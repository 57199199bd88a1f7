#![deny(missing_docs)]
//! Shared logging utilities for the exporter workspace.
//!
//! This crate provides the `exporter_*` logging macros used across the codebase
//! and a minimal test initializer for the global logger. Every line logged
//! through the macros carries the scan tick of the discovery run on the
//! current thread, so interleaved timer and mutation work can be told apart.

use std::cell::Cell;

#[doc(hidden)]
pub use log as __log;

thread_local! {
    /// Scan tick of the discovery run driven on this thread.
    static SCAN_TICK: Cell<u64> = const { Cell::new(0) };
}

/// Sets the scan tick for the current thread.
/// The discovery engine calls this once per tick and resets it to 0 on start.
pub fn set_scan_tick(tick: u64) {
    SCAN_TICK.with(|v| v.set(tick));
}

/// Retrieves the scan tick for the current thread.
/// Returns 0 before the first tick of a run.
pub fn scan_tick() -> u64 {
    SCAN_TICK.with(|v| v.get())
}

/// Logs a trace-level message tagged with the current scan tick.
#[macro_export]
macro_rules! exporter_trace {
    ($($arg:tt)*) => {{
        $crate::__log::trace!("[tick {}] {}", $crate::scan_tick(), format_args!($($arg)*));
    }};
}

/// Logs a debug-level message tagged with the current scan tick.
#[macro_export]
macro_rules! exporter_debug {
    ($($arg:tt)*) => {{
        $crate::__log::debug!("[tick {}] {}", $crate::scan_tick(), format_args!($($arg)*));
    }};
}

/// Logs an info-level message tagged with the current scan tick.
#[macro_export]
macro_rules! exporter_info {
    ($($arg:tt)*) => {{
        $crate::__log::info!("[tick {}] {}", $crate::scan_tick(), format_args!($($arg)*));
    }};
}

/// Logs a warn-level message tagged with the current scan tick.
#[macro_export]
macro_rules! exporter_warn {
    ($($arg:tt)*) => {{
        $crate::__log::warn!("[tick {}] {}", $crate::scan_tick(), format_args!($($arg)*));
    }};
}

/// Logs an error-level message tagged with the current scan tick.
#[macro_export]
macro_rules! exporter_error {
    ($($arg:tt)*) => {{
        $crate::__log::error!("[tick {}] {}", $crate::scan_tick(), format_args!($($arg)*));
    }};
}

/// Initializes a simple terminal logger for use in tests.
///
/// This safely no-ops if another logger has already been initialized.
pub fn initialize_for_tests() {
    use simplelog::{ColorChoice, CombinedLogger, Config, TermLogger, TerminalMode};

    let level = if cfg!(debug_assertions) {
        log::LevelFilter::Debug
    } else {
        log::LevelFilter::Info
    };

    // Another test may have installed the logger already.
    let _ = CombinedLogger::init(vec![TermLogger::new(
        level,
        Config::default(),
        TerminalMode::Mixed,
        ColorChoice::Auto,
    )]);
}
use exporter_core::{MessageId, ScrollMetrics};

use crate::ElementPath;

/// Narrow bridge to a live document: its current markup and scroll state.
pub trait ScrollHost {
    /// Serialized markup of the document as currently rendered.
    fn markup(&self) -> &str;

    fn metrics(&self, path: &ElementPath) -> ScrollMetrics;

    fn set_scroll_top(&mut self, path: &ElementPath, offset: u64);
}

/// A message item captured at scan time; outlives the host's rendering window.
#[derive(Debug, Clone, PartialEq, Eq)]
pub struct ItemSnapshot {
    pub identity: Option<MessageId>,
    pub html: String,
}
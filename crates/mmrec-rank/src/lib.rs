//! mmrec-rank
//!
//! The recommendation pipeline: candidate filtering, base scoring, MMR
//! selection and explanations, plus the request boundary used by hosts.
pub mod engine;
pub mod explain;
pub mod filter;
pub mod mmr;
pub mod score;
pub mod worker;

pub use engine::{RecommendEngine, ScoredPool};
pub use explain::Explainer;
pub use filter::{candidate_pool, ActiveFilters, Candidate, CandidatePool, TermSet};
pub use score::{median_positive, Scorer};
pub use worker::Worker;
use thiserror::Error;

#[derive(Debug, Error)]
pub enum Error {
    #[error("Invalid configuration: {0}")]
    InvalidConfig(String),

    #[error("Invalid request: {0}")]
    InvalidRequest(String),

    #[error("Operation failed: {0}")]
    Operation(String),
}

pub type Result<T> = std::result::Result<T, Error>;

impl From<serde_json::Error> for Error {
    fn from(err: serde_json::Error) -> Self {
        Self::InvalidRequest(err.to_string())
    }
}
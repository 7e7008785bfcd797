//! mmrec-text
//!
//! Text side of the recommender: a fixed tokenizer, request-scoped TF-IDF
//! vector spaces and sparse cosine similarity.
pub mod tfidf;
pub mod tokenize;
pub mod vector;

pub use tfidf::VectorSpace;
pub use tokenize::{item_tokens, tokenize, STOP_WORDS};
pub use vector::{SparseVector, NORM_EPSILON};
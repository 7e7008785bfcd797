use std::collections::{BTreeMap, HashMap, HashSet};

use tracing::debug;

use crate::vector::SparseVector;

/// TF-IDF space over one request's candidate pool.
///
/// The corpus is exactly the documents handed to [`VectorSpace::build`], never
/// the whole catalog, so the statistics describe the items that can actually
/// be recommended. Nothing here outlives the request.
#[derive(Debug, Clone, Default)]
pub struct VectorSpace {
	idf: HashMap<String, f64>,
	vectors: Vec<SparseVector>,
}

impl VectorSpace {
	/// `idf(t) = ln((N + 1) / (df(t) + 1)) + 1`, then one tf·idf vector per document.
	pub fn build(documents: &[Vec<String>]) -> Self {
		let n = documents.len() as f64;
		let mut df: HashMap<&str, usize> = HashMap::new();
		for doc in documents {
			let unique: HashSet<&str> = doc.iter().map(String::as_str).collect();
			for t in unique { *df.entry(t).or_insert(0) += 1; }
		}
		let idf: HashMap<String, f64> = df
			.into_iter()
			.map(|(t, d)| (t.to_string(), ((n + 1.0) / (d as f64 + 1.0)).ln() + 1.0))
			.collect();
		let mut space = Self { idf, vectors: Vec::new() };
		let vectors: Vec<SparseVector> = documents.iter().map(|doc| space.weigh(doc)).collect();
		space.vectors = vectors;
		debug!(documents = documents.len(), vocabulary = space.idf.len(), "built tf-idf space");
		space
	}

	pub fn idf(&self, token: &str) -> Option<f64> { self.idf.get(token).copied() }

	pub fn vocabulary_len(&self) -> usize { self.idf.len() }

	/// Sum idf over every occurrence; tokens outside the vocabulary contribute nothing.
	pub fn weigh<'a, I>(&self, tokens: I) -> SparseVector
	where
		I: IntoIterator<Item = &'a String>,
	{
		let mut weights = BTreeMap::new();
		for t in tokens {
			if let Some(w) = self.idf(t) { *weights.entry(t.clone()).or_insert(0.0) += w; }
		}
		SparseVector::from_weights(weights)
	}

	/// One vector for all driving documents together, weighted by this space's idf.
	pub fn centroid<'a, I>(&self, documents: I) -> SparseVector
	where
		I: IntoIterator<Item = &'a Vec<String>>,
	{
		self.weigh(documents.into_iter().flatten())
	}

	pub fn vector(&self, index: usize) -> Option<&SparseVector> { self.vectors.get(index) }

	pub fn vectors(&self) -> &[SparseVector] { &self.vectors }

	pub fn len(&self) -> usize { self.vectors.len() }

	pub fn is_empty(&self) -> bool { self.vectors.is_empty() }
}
********
Task to carry out >> Look through the data above and return exactly the lines from the one that contains "pub enum Error" to the one that contains "that can actually", inclusive, with nothing else.

Answer >>
pub enum Error {
    #[error("Invalid configuration: {0}")]
    InvalidConfig(String),

    #[error("Invalid request: {0}")]
    InvalidRequest(String),

    #[error("Operation failed: {0}")]
    Operation(String),
}

pub type Result<T> = std::result::Result<T, Error>;

impl From<serde_json::Error> for Error {
    fn from(err: serde_json::Error) -> Self {
        Self::InvalidRequest(err.to_string())
    }
}
repository 7e7008785bfcd797
//! mmrec-text
//!
//! Text side of the recommender: a fixed tokenizer, request-scoped TF-IDF
//! vector spaces and sparse cosine similarity.
pub mod tfidf;
pub mod tokenize;
pub mod vector;

pub use tfidf::VectorSpace;
pub use tokenize::{item_tokens, tokenize, STOP_WORDS};
pub use vector::{SparseVector, NORM_EPSILON};
repository 7e7008785bfcd797
use std::collections::{BTreeMap, HashMap, HashSet};

use tracing::debug;

use crate::vector::SparseVector;

/// TF-IDF space over one request's candidate pool.
///
/// The corpus is exactly the documents handed to [`VectorSpace::build`], never
/// the whole catalog, so the statistics describe the items that can actually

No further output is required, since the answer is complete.